General characteristics
- Class & type: gunboat, yacht
- Displacement: standard: 500 t (1,100,000 lb); full: 540 t (1,190,000 lb);
- Length: 58 m (190 ft 3 in)
- Draft: 2.4 m (7 ft 10 in)
- Propulsion: 1,900 hp (1,398 kW): 2 diesel engines manufactured by Deutsche Werke Kiel; 2 propellers;
- Speed: 18 kn (33 km/h; 21 mph)
- Complement: 29 sailors (Estonian Navy); 43 sailors (Soviet Navy);
- Sensors & processing systems: radar (from 1948)
- Armament: 2 x 75 mm L/50 guns (until 1941); 3 x 45 mm guns (from 1941 to 1946); 2 x 7.62 mm machine guns; 1 x anti-aircraft Lewis gun; depth charge thrower (optional);

= Estonian gunboat Pikker =

Former Estonian gunboat

Pikker was an Estonian gunboat of original design from World War II, built in Tallinn with funds from a public collection.
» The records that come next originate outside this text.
//! Transport seam.
//!
//! The session loop only sees a [`Link`]: a pair of channels carrying text
//! frames out and text frames or a close event in. [`Connector`]
//! implementations produce links: [`ws::WsConnector`] over a real WebSocket,
//! [`memory::MemoryConnector`] for tests and local tooling.

pub mod memory;
pub mod ws;

use async_trait::async_trait;
use tokio::sync::mpsc;

use crate::errors::TransportError;

pub use memory::{MemoryConnector, MemoryPeer, MemoryServer, memory_pair};
pub use ws::WsConnector;

/// Close code used when the link vanished without a close frame.
pub const ABNORMAL_CLOSE: u16 = 1006;
/// Close code sent for an intentional client shutdown.
pub const NORMAL_CLOSE: u16 = 1000;
/// Close code sent when the server asked us to reconnect.
pub const SERVICE_RESTART: u16 = 1012;

/// Client-to-server frame.
#[derive(Clone, Debug, PartialEq, Eq)]
pub enum Frame {
    /// A serialized envelope.
    Text(String),
    /// Close the link with this code.
    Close(u16),
}

/// Server-to-client event.
#[derive(Clone, Debug, PartialEq, Eq)]
pub enum LinkEvent {
    /// A serialized envelope.
    Text(String),
    /// The link closed.
    Closed {
        /// Close code (1006 when none was received).
        code: u16,
        /// Close reason, possibly empty.
        reason: String,
    },
}

/// An open link to the server.
#[derive(Debug)]
pub struct Link {
    /// Frames to send.
    pub outbound: mpsc::UnboundedSender<Frame>,
    /// Frames and close events received.
    pub inbound: mpsc::UnboundedReceiver<LinkEvent>,
}

impl Link {
    /// Queue a frame. Returns `false` if the link is gone.
    pub fn send(&self, frame: Frame) -> bool {
        self.outbound.send(frame).is_ok()
    }
}

/// Opens links to a realtime endpoint.
#[async_trait]
pub trait Connector: Send + Sync + 'static {
    /// Open a link to `url`.
    async fn open(&self, url: &str) -> Result<Link, TransportError>;
}
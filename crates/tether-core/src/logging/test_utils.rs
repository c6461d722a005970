//! In-memory capture of tracing events for assertions in tests.

use std::sync::Arc;

use parking_lot::Mutex;
use tracing::level_filters::LevelFilter;
use tracing::{Event, Level, Subscriber};
use tracing_subscriber::Layer;
use tracing_subscriber::layer::{Context, SubscriberExt};
use tracing_subscriber::registry::LookupSpan;
use tracing_subscriber::util::SubscriberInitExt;

/// A captured tracing event.
#[derive(Clone, Debug)]
pub struct CapturedEvent {
    /// The log level.
    pub level: Level,
    /// The target module.
    pub target: String,
    /// The formatted message.
    pub message: String,
    /// Field key-value pairs.
    pub fields: Vec<(String, String)>,
}

impl CapturedEvent {
    /// Value of a structured field, if recorded.
    pub fn field(&self, name: &str) -> Option<&str> {
        self.fields
            .iter()
            .find(|(k, _)| k == name)
            .map(|(_, v)| v.as_str())
    }
}

/// Shared store of captured events.
#[derive(Clone, Default)]
pub struct CapturedLogs {
    events: Arc<Mutex<Vec<CapturedEvent>>>,
}

impl CapturedLogs {
    /// All captured events.
    pub fn events(&self) -> Vec<CapturedEvent> {
        self.events.lock().clone()
    }

    /// Whether any event at `level` contains `message_contains`.
    pub fn has_event(&self, level: Level, message_contains: &str) -> bool {
        self.events
            .lock()
            .iter()
            .any(|e| e.level == level && e.message.contains(message_contains))
    }

    /// Number of events at `level`.
    pub fn count_at_level(&self, level: Level) -> usize {
        self.events.lock().iter().filter(|e| e.level == level).count()
    }

    /// Drop everything captured so far.
    pub fn clear(&self) {
        self.events.lock().clear();
    }
}

struct CaptureLayer {
    logs: CapturedLogs,
}

struct FieldVisitor {
    message: String,
    fields: Vec<(String, String)>,
}

impl tracing::field::Visit for FieldVisitor {
    fn record_debug(&mut self, field: &tracing::field::Field, value: &dyn std::fmt::Debug) {
        let val = format!("{value:?}");
        if field.name() == "message" {
            self.message = val;
        } else {
            self.fields.push((field.name().to_owned(), val));
        }
    }

    fn record_str(&mut self, field: &tracing::field::Field, value: &str) {
        if field.name() == "message" {
            value.clone_into(&mut self.message);
        } else {
            self.fields.push((field.name().to_owned(), value.to_owned()));
        }
    }
}

impl<S> Layer<S> for CaptureLayer
where
    S: Subscriber + for<'a> LookupSpan<'a>,
{
    fn on_event(&self, event: &Event<'_>, _ctx: Context<'_, S>) {
        let metadata = event.metadata();
        let mut visitor = FieldVisitor {
            message: String::new(),
            fields: Vec::new(),
        };
        event.record(&mut visitor);

        self.logs.events.lock().push(CapturedEvent {
            level: *metadata.level(),
            target: metadata.target().to_owned(),
            message: visitor.message,
            fields: visitor.fields,
        });
    }
}

/// Install a capturing subscriber for the current thread.
///
/// The returned guard must stay alive for the duration of the test. Only
/// events emitted on this thread are captured, so use a current-thread
/// runtime for async tests.
pub fn capture_logs() -> (CapturedLogs, tracing::subscriber::DefaultGuard) {
    let logs = CapturedLogs::default();
    let layer = CaptureLayer { logs: logs.clone() };

    let subscriber = tracing_subscriber::registry()
        .with(layer)
        .with(LevelFilter::TRACE);

    let guard = subscriber.set_default();
    (logs, guard)
}
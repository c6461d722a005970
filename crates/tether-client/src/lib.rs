//! # tether-client
//!
//! Client side of the realtime session: one authenticated persistent
//! connection, kept alive and recovered after failure, fanning typed
//! envelopes out to feature consumers.
//!
//! ```no_run
//! # async fn demo() -> Result<(), tether_client::SessionError> {
//! use tether_client::{RealtimeSession, SendOptions};
//! use tether_core::MessageType;
//!
//! let session = RealtimeSession::new(tether_settings::TetherSettings::default());
//! session.set_credentials("bearer-token", "user-1")?;
//! session.connect().await?;
//! let _sub = session.subscribe(MessageType::NewMatch, |env| println!("{env:?}"));
//! let _receipt = session.send(
//!     MessageType::Message,
//!     serde_json::json!({"text": "hi"}),
//!     SendOptions::default(),
//! )?;
//! # Ok(()) }
//! ```

#![deny(unsafe_code)]

pub mod errors;
pub mod health;
pub mod heartbeat;
pub mod manager;
pub mod pending;
pub mod queue;
pub mod router;
pub mod scheduler;
pub mod session;
pub mod state;
pub mod transport;

pub use errors::{ResponseError, SessionError, TransportError};
pub use health::{ConnectionQuality, HealthReport, HealthSample, compute_score};
pub use manager::Credentials;
pub use pending::{PendingResponse, SendOptions};
pub use router::{Handler, Router, Subscription};
pub use scheduler::{Scheduler, TaskGroup, TaskHandle, TaskId};
pub use session::{RealtimeSession, SendReceipt, SessionHandle};
pub use state::{ConnectionState, SessionStatus};
//! Feature adapters driven through a live in-memory session.

mod common;

use std::sync::Arc;
use std::time::Duration;

use common::{AlertCall, Harness, RecordingSink, settle};
use serde_json::json;
use tether_client::TaskGroup;
use tether_core::{Envelope, MatchId, MessageType, UserId};
use tether_features::{
    ActivityStatus, ChatAdapter, DeliveryStatus, Features, MatchingAdapter, NotificationsAdapter,
    PresenceAdapter, RevealOutcome, TracingAlertSink,
};
use tokio::time::sleep;

// ── Chat ────────────────────────────────────────────────────────────────────

#[tokio::test(start_paused = true)]
async fn typing_clears_five_seconds_after_last_start() {
    let mut h = Harness::connected().await;
    let chat = ChatAdapter::new(&h.session);
    let u2 = UserId::from("u2");

    let _ = h.push(MessageType::TypingStart, json!({"userId": "u2"})).await;
    assert!(chat.is_typing(&u2));
    assert_eq!(
        h.session.scheduler().live_tasks(TaskGroup::Feature),
        vec!["chat.typing"]
    );

    sleep(Duration::from_secs(4)).await;
    let _ = h.push(MessageType::TypingStart, json!({"userId": "u2"})).await;
    sleep(Duration::from_secs(4)).await;
    assert!(chat.is_typing(&u2), "second start resets the expiry");

    sleep(Duration::from_millis(1_500)).await;
    assert!(!chat.is_typing(&u2));
    assert!(h.session.scheduler().live_tasks(TaskGroup::Feature).is_empty());
}

#[tokio::test(start_paused = true)]
async fn typing_stop_clears_immediately_and_per_user() {
    let mut h = Harness::connected().await;
    let chat = ChatAdapter::new(&h.session);

    let _ = h.push(MessageType::TypingStart, json!({"userId": "u2"})).await;
    let _ = h.push(MessageType::TypingStart, json!({"userId": "u3"})).await;
    assert_eq!(chat.typing_users(), vec![UserId::from("u2"), UserId::from("u3")]);

    let _ = h.push(MessageType::TypingStop, json!({"userId": "u2"})).await;
    assert_eq!(chat.typing_users(), vec![UserId::from("u3")]);
    assert_eq!(
        h.session.scheduler().live_tasks(TaskGroup::Feature),
        vec!["chat.typing"]
    );
}

#[tokio::test(start_paused = true)]
async fn delivery_status_follows_reply_and_receipts() {
    let mut h = Harness::connected().await;
    let chat = ChatAdapter::new(&h.session);

    let id = chat.send_chat_message(&UserId::from("u2"), "hello").unwrap();
    assert_eq!(chat.status(id.as_str()), Some(DeliveryStatus::Pending));

    let sent = h.next_sent().await;
    assert_eq!(sent.message_type, MessageType::Message);
    assert_eq!(sent.id, id);
    assert_eq!(sent.payload_str("content"), Some("hello"));
    assert_eq!(sent.payload_str("recipientId"), Some("u2"));

    let payload = tether_core::protocol::payload_from(json!({"messageId": id})).unwrap();
    let _ = h
        .deliver(Envelope::reply(MessageType::MessageDelivered, payload, &id))
        .await;
    settle().await;
    assert_eq!(chat.status(id.as_str()), Some(DeliveryStatus::Delivered));

    let _ = h.push(MessageType::MessageRead, json!({"messageId": id})).await;
    assert_eq!(chat.status(id.as_str()), Some(DeliveryStatus::Read));

    // duplicate delivery receipt does not regress
    let _ = h.push(MessageType::MessageDelivered, json!({"messageId": id})).await;
    assert_eq!(chat.status(id.as_str()), Some(DeliveryStatus::Read));
}

#[tokio::test(start_paused = true)]
async fn lost_connection_fails_pending_chat_message() {
    let mut h = Harness::connected().await;
    let chat = ChatAdapter::new(&h.session);
    let id = chat.send_chat_message(&UserId::from("u2"), "hello?").unwrap();
    let _ = h.next_sent().await;

    let Harness { session, peer, .. } = h;
    peer.close(1006);
    settle().await;
    assert_eq!(chat.status(id.as_str()), Some(DeliveryStatus::Failed));
    drop(session);
}

#[tokio::test(start_paused = true)]
async fn incoming_messages_are_republished() {
    let mut h = Harness::connected().await;
    let chat = ChatAdapter::new(&h.session);
    let mut messages = chat.messages();

    let _ = h
        .push(
            MessageType::Message,
            json!({"messageId": "m-9", "senderId": "u2", "content": "hi there"}),
        )
        .await;
    let msg = messages.recv().await.unwrap();
    assert_eq!(msg.id, "m-9");
    assert_eq!(msg.sender, Some(UserId::from("u2")));
    assert_eq!(msg.content, "hi there");
}

#[tokio::test(start_paused = true)]
async fn typing_and_read_are_sent_fire_and_forget() {
    let mut h = Harness::connected().await;
    let chat = ChatAdapter::new(&h.session);
    let _ = chat.send_typing(&UserId::from("u2"), true).unwrap();
    let _ = chat.send_typing(&UserId::from("u2"), false).unwrap();
    let _ = chat.mark_as_read("m-9").unwrap();

    assert_eq!(h.next_sent().await.message_type, MessageType::TypingStart);
    assert_eq!(h.next_sent().await.message_type, MessageType::TypingStop);
    let read = h.next_sent().await;
    assert_eq!(read.message_type, MessageType::MessageRead);
    assert_eq!(read.payload_str("messageId"), Some("m-9"));
    assert_eq!(chat.status("m-9"), Some(DeliveryStatus::Read));
    settle().await;
    assert_eq!(h.session.status().pending, 0);
}

// ── Matching ────────────────────────────────────────────────────────────────

#[tokio::test(start_paused = true)]
async fn match_lists_keep_last_ten_newest_first() {
    let mut h = Harness::connected().await;
    let matching = MatchingAdapter::new(&h.session);

    for n in 0..12 {
        let _ = h
            .push(MessageType::NewMatch, json!({"matchId": format!("m{n}")}))
            .await;
    }
    let matches = matching.new_matches();
    assert_eq!(matches.len(), 10);
    assert_eq!(matches[0].match_id, MatchId::from("m11"));
    assert_eq!(matches[9].match_id, MatchId::from("m2"));

    let _ = h
        .push(MessageType::MatchMutual, json!({"matchId": "m5", "userId": "u5"}))
        .await;
    assert_eq!(matching.mutual_matches()[0].user_id, Some(UserId::from("u5")));
}

#[tokio::test(start_paused = true)]
async fn reveal_round_trip() {
    let mut h = Harness::connected().await;
    let matching = MatchingAdapter::new(&h.session);
    let m1 = MatchId::from("m1");

    let _ = h.push(MessageType::RevealRequest, json!({"matchId": "m1"})).await;
    assert_eq!(matching.reveal_requests().len(), 1);

    let _ = matching.respond_to_reveal(&m1, true).unwrap();
    let sent = h.next_sent().await;
    assert_eq!(sent.message_type, MessageType::RevealAccepted);
    assert_eq!(sent.payload_str("matchId"), Some("m1"));
    assert!(matching.reveal_requests().is_empty());

    let _ = h.push(MessageType::RevealMutual, json!({"matchId": "m1"})).await;
    assert_eq!(matching.reveal_outcome(&m1), Some(RevealOutcome::Mutual));
    assert_eq!(matching.reveal_outcome(&MatchId::from("m2")), None);
}

#[tokio::test(start_paused = true)]
async fn match_actions_send_match_id() {
    let mut h = Harness::connected().await;
    let matching = MatchingAdapter::new(&h.session);
    let m = MatchId::from("m7");

    let _ = matching.send_like(&m).unwrap();
    let _ = matching.send_pass(&m).unwrap();
    let _ = matching.send_reveal_request(&m).unwrap();
    let _ = matching.respond_to_reveal(&m, false).unwrap();

    for expected in [
        MessageType::MatchLiked,
        MessageType::MatchPassed,
        MessageType::RevealRequest,
        MessageType::RevealDeclined,
    ] {
        let sent = h.next_sent().await;
        assert_eq!(sent.message_type, expected);
        assert_eq!(sent.payload_str("matchId"), Some("m7"));
    }
}

#[tokio::test(start_paused = true)]
async fn trust_and_profile_updates_are_kept() {
    let mut h = Harness::connected().await;
    let matching = MatchingAdapter::new(&h.session);
    assert!(matching.trust_score().is_none());

    let _ = h.push(MessageType::TrustScoreUpdate, json!({"score": 71})).await;
    let _ = h.push(MessageType::TrustScoreUpdate, json!({"score": 74})).await;
    let _ = h.push(MessageType::BgpUpdate, json!({"traits": [0.1, 0.9]})).await;

    assert_eq!(matching.trust_score().unwrap()["score"], json!(74));
    assert_eq!(matching.behavior_profile().unwrap()["traits"], json!([0.1, 0.9]));
}

// ── Presence ────────────────────────────────────────────────────────────────

#[tokio::test(start_paused = true)]
async fn online_set_follows_server() {
    let mut h = Harness::connected().await;
    let presence = PresenceAdapter::new(&h.session);
    let u2 = UserId::from("u2");

    let _ = h
        .push(MessageType::UserOnline, json!({"userId": "u2", "status": "away"}))
        .await;
    let _ = h.push(MessageType::UserOnline, json!({"userId": "u1"})).await;
    assert_eq!(presence.online_users(), vec![UserId::from("u1"), u2.clone()]);
    assert_eq!(presence.status_of(&u2), Some(ActivityStatus::Away));

    let _ = h.push(MessageType::UserOffline, json!({"userId": "u2"})).await;
    assert!(!presence.is_online(&u2));
    assert_eq!(presence.status_of(&u2), Some(ActivityStatus::Away));
}

#[tokio::test(start_paused = true)]
async fn local_status_goes_away_after_idle_timeout() {
    let h = Harness::connected().await;
    let presence = PresenceAdapter::new(&h.session);
    assert_eq!(presence.local_status(), ActivityStatus::Active);

    sleep(Duration::from_secs(299)).await;
    presence.record_activity();
    sleep(Duration::from_secs(299)).await;
    assert_eq!(presence.local_status(), ActivityStatus::Active);

    sleep(Duration::from_secs(2)).await;
    assert_eq!(presence.local_status(), ActivityStatus::Away);
    assert!(h.session.scheduler().live_tasks(TaskGroup::Feature).is_empty());

    presence.record_activity();
    assert_eq!(presence.local_status(), ActivityStatus::Active);
    assert_eq!(
        h.session.scheduler().live_tasks(TaskGroup::Feature),
        vec!["presence.idle"]
    );
}

// ── Notifications ───────────────────────────────────────────────────────────

#[tokio::test(start_paused = true)]
async fn alerts_by_priority() {
    let mut h = Harness::connected().await;
    let sink = Arc::new(RecordingSink::default());
    let notifications = NotificationsAdapter::new(&h.session, sink.clone());

    for (id, priority) in [("n-low", "low"), ("n-norm", "normal"), ("n-high", "high")] {
        let _ = h
            .push(MessageType::Notification, json!({"id": id, "priority": priority}))
            .await;
    }
    assert_eq!(notifications.unread_count(), 3);
    assert_eq!(
        sink.calls(),
        vec![
            AlertCall::Show("n-norm".into()),
            AlertCall::Show("n-high".into())
        ]
    );

    sleep(Duration::from_secs(5)).await;
    settle().await;
    assert_eq!(sink.calls()[2], AlertCall::Dismiss("n-norm".into()));
    assert_eq!(sink.calls().len(), 3);

    assert!(notifications.mark_read("n-high"));
    assert_eq!(sink.calls()[3], AlertCall::Dismiss("n-high".into()));
    assert_eq!(notifications.unread_count(), 2);
    assert!(!notifications.mark_read("missing"));

    notifications.mark_all_read();
    assert_eq!(notifications.unread_count(), 0);
    assert_eq!(notifications.notifications().len(), 3);
}

#[tokio::test(start_paused = true)]
async fn inbox_is_bounded_and_clearable() {
    let mut h = Harness::connected().await;
    let notifications = NotificationsAdapter::new(&h.session, Arc::new(TracingAlertSink));

    for n in 0..52 {
        let _ = h
            .push(
                MessageType::Notification,
                json!({"id": format!("n{n}"), "priority": "low"}),
            )
            .await;
    }
    let items = notifications.notifications();
    assert_eq!(items.len(), 50);
    assert_eq!(items[0].id, "n51");
    assert_eq!(items[49].id, "n2");
    // the counter outlives eviction
    assert_eq!(notifications.unread_count(), 52);

    assert!(notifications.mark_read("n51"));
    assert!(notifications.mark_read("n51"));
    assert!(!notifications.mark_read("n0"));
    assert_eq!(notifications.unread_count(), 51);

    notifications.clear();
    assert!(notifications.notifications().is_empty());
    assert_eq!(notifications.unread_count(), 0);
}

#[tokio::test(start_paused = true)]
async fn read_before_auto_dismiss_cancels_timer() {
    let mut h = Harness::connected().await;
    let sink = Arc::new(RecordingSink::default());
    let notifications = NotificationsAdapter::new(&h.session, sink.clone());

    let _ = h.push(MessageType::Notification, json!({"id": "n1"})).await;
    assert_eq!(
        h.session.scheduler().live_tasks(TaskGroup::Feature),
        vec!["notifications.dismiss"]
    );
    assert!(notifications.mark_read("n1"));
    assert!(h.session.scheduler().live_tasks(TaskGroup::Feature).is_empty());

    sleep(Duration::from_secs(10)).await;
    assert_eq!(
        sink.calls(),
        vec![AlertCall::Show("n1".into()), AlertCall::Dismiss("n1".into())]
    );
}

// ── Lifetime ────────────────────────────────────────────────────────────────

#[tokio::test(start_paused = true)]
async fn feature_timers_survive_disconnect_but_not_drop() {
    let mut h = Harness::connected().await;
    let features = Features::attach(&h.session, Arc::new(TracingAlertSink));

    let _ = h.push(MessageType::TypingStart, json!({"userId": "u2"})).await;
    assert_eq!(
        h.session.scheduler().live_tasks(TaskGroup::Feature),
        vec!["chat.typing", "presence.idle"]
    );

    h.session.disconnect().await.unwrap();
    assert!(h.session.scheduler().live_tasks(TaskGroup::Transport).is_empty());
    assert_eq!(h.session.scheduler().live_tasks(TaskGroup::Feature).len(), 2);

    drop(features);
    assert!(h.session.scheduler().live_tasks(TaskGroup::Feature).is_empty());
}

#[tokio::test(start_paused = true)]
async fn dropped_adapter_stops_tracking() {
    let mut h = Harness::connected().await;
    let presence = PresenceAdapter::new(&h.session);
    let _ = h.push(MessageType::UserOnline, json!({"userId": "u2"})).await;
    assert!(presence.is_online(&UserId::from("u2")));
    drop(presence);

    let replacement = PresenceAdapter::new(&h.session);
    let _ = h.push(MessageType::UserOnline, json!({"userId": "u3"})).await;
    assert_eq!(replacement.online_users(), vec![UserId::from("u3")]);
}
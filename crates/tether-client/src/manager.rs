//! Connection manager: the session event loop.
//!
//! One task owns the link, the reconnection state machine, the outbound
//! queue, the pending table, and the heartbeat. Everything reaches it as an
//! [`Event`] on a single channel (commands from handles, open results, timer
//! firings) or as a [`LinkEvent`] from the current link, so all mutation is
//! sequential and envelopes are handled in arrival order.
//!
//! State transitions:
//!
//! ```text
//! Disconnected/Error --connect--> Connecting --AUTH_SUCCESS--> Connected
//! Connecting/Connected --AUTH_FAILED--> Error (terminal)
//! Connected --clean close--> Disconnected
//! Connecting/Connected --other close--> Reconnecting --backoff--> Connecting
//! Reconnecting --budget exhausted--> Error
//! * --disconnect--> Disconnected
//! ```

use std::sync::Arc;

use serde_json::json;
use tether_core::protocol::payload_from;
use tether_core::{Envelope, EnvelopeId, MessageType, SessionId, UserId};
use tether_settings::TetherSettings;
use tokio::sync::{mpsc, oneshot, watch};
use tracing::{debug, error, info, warn};

use crate::errors::{ResponseError, SessionError, TransportError};
use crate::health::HealthMonitor;
use crate::heartbeat::HeartbeatMonitor;
use crate::pending::{PendingTracker, Responder, SendOptions};
use crate::queue::{OutboundQueue, PushOutcome, QueueEntry};
use crate::router::Router;
use crate::scheduler::{Scheduler, TaskGroup, TaskHandle};
use crate::state::{ConnectionState, SessionStatus};
use crate::transport::{
    ABNORMAL_CLOSE, Connector, Frame, Link, LinkEvent, NORMAL_CLOSE, SERVICE_RESTART,
};

/// Close code used when the server never answered the auth handshake.
pub const AUTH_TIMEOUT_CLOSE: u16 = 4008;

/// Label of the reconnect backoff task.
pub const BACKOFF_LABEL: &str = "reconnect.backoff";
/// Label of the auth handshake timeout task.
pub const AUTH_TIMEOUT_LABEL: &str = "auth.timeout";
/// Label of per-request response timeout tasks.
pub const RESPONSE_TIMEOUT_LABEL: &str = "response.timeout";

const RETRIES_EXHAUSTED: &str = "maximum reconnection attempts reached";

/// Bearer credential supplied by the login flow.
#[derive(Clone, PartialEq, Eq)]
pub struct Credentials {
    /// Bearer token.
    pub token: String,
    /// Authenticated user.
    pub user_id: UserId,
}

impl std::fmt::Debug for Credentials {
    fn fmt(&self, f: &mut std::fmt::Formatter<'_>) -> std::fmt::Result {
        f.debug_struct("Credentials")
            .field("token", &"<redacted>")
            .field("user_id", &self.user_id)
            .finish()
    }
}

/// Requests from session handles.
#[derive(Debug)]
pub(crate) enum Command {
    Connect {
        reply: oneshot::Sender<Result<(), SessionError>>,
    },
    Disconnect {
        reply: oneshot::Sender<()>,
    },
    Send {
        envelope: Envelope,
        options: SendOptions,
        responder: Option<Responder>,
    },
    SetCredentials(Credentials),
    Shutdown,
}

/// Scheduled work coming due.
#[derive(Debug)]
pub(crate) enum TimerEvent {
    Backoff { generation: u64 },
    AuthTimeout { generation: u64 },
    HeartbeatTick,
    HeartbeatWatchdog { ping_id: String },
    ResponseTimeout { id: EnvelopeId },
}

/// Everything the loop reacts to besides link traffic.
#[derive(Debug)]
pub(crate) enum Event {
    Command(Command),
    Opened {
        generation: u64,
        result: Result<Link, TransportError>,
    },
    Timer(TimerEvent),
}

/// State owned by the session loop.
pub(crate) struct ConnectionManager {
    settings: Arc<TetherSettings>,
    // resolved once; a bad base URL fails every connect as a config error
    url: Result<String, String>,
    connector: Arc<dyn Connector>,
    scheduler: Arc<Scheduler>,
    router: Arc<Router>,
    events: mpsc::WeakUnboundedSender<Event>,
    session_id: SessionId,
    credentials: Option<Credentials>,

    state: ConnectionState,
    error: Option<String>,
    attempt: u32,
    // bumped on every open and every explicit disconnect; stale opens and
    // timers carry an older value
    generation: u64,
    link: Option<Link>,
    auth_timeout: Option<TaskHandle>,
    backoff: Option<TaskHandle>,

    queue: OutboundQueue,
    pending: PendingTracker,
    heartbeat: HeartbeatMonitor,
    health: HealthMonitor,
    status_tx: watch::Sender<SessionStatus>,
}

/// Channels the session handle reads from.
pub(crate) struct ManagerOutputs {
    pub status: watch::Receiver<SessionStatus>,
    pub health: watch::Receiver<crate::health::HealthReport>,
}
It served in the Estonian Navy and in the Soviet Navy, where it participated in the evacuation of Tallinn during World War II. The ship operated in the Baltic Sea from 1940 to 1946, after which it was assigned to the Black Sea Fleet, where it served as an exclusive yacht for Soviet leaders. In 1961, it was transferred as a research vessel to Moscow State University.

== Origins ==

=== Submarine Fund ===
In the 1930s, the Estonian government sought funds to build two submarines. About half of the required sum was obtained from the sale of two old destroyers, Lennuk and Wambola, to Peru. To secure the remaining funds, the Submarine Fund was established on 31 May 1933. By the end of 1934, it had collected 53,000 kroons – the most raised by any national collection effort up to that point. However, this amount was about 60 times less than the needed contribution for the construction. It was then decided that the submarines would be financed from the state budget. In March 1935, the military leader, General Johan Laidoner, decided to continue the fundraising for a much cheaper submarine chaser. As raising the new, lower amount of 300,000 kroons also proved difficult, some military personnel suggested ordering an unarmed vessel. Instead, it was decided to proceed with another round of the campaign, which ultimately concluded on 5 July 1937.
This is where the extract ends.